→ What you have to do:
This exercise asks for every line of the material that includes the word "PartialEq".

→ Extracted records:
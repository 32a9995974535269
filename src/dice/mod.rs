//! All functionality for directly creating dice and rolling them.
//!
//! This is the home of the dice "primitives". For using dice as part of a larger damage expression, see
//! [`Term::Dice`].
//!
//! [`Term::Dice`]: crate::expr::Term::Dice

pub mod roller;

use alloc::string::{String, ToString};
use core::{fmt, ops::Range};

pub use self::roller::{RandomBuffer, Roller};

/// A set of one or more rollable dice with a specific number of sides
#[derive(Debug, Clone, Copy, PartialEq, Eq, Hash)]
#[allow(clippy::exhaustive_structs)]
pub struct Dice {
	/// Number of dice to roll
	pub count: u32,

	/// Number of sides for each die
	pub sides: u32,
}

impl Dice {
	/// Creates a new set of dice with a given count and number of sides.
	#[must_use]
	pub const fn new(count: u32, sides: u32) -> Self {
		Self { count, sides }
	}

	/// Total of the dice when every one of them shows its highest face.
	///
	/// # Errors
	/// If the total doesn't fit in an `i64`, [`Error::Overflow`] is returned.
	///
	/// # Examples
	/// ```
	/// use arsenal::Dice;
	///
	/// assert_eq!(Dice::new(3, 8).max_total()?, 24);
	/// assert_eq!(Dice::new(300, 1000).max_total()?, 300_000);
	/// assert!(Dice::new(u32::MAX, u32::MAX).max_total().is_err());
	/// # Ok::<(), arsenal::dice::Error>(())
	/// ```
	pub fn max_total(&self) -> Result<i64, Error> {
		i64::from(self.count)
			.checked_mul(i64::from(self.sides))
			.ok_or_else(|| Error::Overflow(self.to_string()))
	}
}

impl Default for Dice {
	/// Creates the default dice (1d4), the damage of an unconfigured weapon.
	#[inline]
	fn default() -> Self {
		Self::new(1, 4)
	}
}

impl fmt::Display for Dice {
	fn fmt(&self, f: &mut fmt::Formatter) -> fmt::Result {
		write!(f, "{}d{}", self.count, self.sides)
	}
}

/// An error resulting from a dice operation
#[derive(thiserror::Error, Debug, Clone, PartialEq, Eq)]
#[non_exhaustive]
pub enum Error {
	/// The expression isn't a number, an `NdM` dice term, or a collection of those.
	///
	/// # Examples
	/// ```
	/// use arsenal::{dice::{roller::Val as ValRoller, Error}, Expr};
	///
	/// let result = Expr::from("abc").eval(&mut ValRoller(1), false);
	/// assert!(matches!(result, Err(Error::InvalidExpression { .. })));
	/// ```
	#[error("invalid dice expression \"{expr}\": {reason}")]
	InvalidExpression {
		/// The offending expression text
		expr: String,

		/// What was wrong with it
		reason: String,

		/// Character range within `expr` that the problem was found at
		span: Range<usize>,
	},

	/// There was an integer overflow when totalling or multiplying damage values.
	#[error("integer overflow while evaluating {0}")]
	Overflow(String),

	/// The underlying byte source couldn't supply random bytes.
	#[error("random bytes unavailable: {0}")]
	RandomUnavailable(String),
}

* * *

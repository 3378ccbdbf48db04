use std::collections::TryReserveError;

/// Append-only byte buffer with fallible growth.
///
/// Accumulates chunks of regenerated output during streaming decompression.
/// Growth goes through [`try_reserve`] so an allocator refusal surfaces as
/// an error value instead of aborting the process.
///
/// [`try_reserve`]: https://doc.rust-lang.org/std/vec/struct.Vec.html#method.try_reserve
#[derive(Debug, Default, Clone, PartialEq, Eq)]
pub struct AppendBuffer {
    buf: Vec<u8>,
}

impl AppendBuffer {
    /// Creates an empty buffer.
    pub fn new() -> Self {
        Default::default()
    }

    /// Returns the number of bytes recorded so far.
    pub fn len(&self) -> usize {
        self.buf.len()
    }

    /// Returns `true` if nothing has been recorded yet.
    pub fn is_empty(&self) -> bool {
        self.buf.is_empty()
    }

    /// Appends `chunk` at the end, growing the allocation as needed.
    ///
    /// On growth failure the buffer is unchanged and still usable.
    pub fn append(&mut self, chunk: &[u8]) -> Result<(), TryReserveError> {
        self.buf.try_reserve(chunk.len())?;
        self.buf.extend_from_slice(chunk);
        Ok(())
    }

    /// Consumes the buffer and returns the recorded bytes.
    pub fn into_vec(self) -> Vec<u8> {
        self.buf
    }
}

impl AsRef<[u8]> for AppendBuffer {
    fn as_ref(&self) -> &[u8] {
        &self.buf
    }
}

→ Response:
#[derive(Debug, Clone, Copy, PartialEq, Eq, Hash)]
#[derive(thiserror::Error, Debug, Clone, PartialEq, Eq)]
#[derive(Debug, Default, Clone, PartialEq, Eq)]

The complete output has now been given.